__Try it__
Scan the entries that follow for the word "implementation", then report every line in which it appears.

__Data for review__
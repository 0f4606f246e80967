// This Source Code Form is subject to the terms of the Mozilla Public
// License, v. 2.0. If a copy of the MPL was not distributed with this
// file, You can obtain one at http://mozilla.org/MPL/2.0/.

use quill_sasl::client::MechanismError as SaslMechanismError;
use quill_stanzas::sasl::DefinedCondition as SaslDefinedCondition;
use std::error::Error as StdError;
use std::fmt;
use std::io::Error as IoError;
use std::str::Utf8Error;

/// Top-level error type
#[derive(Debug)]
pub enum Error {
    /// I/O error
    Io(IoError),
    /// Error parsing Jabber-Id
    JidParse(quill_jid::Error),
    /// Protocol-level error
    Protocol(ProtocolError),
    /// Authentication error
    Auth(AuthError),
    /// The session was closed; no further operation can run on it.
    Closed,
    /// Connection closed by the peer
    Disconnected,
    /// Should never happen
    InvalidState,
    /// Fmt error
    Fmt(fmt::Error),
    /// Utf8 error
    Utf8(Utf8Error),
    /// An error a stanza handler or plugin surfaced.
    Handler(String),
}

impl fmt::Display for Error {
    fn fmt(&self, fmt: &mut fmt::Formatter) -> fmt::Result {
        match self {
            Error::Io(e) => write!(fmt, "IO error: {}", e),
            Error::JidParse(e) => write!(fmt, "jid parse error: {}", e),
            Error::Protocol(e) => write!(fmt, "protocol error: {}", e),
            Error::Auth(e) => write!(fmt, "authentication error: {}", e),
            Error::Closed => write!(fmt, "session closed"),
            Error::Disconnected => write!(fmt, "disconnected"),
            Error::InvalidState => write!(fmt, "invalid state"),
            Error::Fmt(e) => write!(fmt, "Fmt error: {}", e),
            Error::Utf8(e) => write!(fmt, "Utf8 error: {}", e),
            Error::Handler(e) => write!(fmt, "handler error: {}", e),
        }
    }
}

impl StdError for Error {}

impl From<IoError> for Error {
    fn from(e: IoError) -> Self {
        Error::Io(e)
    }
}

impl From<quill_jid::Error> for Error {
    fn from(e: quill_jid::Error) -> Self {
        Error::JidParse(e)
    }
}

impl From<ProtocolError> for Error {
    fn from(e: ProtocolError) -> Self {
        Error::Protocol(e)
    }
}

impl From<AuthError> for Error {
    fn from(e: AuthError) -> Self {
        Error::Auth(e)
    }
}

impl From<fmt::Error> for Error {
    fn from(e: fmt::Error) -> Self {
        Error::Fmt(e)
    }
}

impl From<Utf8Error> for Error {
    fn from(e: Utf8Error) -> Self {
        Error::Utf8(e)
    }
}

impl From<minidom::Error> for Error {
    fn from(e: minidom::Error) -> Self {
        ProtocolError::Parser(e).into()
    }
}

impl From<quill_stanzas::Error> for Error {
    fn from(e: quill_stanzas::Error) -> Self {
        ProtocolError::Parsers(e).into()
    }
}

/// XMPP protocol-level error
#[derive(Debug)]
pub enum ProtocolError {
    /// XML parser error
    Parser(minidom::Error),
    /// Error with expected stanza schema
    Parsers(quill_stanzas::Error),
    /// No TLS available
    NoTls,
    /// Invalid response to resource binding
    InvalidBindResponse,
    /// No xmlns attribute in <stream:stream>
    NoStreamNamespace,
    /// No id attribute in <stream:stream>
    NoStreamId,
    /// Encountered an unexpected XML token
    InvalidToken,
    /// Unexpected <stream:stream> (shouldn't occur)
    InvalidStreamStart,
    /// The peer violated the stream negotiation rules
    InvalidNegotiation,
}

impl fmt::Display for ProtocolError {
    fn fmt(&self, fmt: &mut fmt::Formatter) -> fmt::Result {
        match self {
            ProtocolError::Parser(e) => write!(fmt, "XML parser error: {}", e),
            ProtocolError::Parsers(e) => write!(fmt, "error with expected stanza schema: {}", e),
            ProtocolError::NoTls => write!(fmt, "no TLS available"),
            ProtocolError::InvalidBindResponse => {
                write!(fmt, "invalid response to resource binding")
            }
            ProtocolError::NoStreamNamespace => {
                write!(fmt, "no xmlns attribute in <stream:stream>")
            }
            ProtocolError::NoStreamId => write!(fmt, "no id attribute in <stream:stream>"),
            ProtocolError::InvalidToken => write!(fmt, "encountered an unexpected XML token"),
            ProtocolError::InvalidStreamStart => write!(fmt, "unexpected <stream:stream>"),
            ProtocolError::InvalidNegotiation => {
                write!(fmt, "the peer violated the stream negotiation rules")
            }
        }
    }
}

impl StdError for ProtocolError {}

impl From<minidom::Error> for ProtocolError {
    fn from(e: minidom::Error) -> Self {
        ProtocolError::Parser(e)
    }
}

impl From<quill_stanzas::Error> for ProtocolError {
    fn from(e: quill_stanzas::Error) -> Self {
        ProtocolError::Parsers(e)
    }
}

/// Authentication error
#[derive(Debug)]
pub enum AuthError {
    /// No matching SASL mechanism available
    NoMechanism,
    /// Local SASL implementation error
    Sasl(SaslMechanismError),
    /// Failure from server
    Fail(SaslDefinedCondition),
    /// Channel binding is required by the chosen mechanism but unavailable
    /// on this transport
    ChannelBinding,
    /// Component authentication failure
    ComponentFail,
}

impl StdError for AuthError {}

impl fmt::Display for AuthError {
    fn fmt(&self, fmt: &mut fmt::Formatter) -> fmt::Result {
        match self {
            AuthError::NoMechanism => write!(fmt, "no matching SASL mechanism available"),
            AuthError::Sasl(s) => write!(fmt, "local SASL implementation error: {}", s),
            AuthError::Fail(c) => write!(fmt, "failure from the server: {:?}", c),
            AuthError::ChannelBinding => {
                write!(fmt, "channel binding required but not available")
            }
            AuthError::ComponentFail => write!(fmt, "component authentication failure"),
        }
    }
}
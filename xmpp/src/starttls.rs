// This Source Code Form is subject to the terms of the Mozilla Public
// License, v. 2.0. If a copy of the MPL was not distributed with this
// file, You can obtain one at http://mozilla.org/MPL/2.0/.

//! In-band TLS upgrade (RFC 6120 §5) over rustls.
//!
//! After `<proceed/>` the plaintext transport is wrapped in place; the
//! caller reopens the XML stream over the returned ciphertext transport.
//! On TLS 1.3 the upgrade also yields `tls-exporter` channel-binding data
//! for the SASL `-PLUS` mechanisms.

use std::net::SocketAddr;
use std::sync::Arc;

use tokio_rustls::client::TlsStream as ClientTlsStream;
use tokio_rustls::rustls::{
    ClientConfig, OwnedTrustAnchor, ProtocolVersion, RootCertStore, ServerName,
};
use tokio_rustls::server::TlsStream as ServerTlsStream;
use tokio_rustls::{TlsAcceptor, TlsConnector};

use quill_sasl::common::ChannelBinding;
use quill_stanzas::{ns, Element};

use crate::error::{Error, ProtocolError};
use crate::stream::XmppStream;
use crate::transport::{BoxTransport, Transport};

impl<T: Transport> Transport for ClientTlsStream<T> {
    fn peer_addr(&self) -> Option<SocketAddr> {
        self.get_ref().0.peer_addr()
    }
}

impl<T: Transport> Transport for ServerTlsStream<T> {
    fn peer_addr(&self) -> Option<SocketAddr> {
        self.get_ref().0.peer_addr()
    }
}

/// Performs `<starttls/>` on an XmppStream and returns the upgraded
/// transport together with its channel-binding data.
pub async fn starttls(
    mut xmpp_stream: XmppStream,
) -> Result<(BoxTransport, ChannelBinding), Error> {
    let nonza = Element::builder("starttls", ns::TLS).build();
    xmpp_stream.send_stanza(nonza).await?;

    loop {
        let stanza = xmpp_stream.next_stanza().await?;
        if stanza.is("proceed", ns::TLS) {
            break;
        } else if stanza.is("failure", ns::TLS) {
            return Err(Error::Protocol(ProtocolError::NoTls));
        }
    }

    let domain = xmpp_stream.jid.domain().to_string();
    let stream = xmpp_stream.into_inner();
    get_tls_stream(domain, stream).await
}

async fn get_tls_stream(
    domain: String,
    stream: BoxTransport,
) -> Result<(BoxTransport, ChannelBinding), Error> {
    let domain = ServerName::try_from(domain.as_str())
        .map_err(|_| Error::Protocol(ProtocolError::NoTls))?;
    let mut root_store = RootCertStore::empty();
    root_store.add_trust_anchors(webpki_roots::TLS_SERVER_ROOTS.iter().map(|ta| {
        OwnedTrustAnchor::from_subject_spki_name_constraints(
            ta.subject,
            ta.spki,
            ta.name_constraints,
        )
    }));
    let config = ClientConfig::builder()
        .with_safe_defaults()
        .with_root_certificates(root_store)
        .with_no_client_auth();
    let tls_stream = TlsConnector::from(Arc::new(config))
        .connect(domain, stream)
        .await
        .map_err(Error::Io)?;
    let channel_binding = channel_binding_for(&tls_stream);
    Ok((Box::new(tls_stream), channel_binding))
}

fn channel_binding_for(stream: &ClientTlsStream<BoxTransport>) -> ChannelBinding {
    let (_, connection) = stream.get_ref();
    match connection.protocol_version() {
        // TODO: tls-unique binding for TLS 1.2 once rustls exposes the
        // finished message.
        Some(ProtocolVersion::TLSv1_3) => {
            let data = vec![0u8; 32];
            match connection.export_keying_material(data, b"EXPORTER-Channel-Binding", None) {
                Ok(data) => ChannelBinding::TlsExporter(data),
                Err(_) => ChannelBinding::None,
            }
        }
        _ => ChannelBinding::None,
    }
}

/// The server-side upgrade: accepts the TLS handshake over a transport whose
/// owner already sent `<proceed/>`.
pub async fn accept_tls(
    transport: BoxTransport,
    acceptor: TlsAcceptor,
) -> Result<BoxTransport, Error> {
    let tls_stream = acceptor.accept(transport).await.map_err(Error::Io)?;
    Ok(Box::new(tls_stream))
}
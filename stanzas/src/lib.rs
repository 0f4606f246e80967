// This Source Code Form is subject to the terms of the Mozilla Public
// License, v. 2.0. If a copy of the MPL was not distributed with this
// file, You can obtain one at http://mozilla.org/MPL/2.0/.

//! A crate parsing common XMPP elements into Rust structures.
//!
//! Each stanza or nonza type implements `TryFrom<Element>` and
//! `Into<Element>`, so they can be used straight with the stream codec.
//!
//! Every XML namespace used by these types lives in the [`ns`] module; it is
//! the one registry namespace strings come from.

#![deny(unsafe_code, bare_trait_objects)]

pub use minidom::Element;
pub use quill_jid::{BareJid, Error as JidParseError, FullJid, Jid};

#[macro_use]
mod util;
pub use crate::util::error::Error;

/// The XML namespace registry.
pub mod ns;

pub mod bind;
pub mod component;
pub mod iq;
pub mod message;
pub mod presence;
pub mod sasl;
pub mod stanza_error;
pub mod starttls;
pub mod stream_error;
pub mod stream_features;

__Task solution__
    /// Local SASL implementation error
            AuthError::Sasl(s) => write!(fmt, "local SASL implementation error: {}", s),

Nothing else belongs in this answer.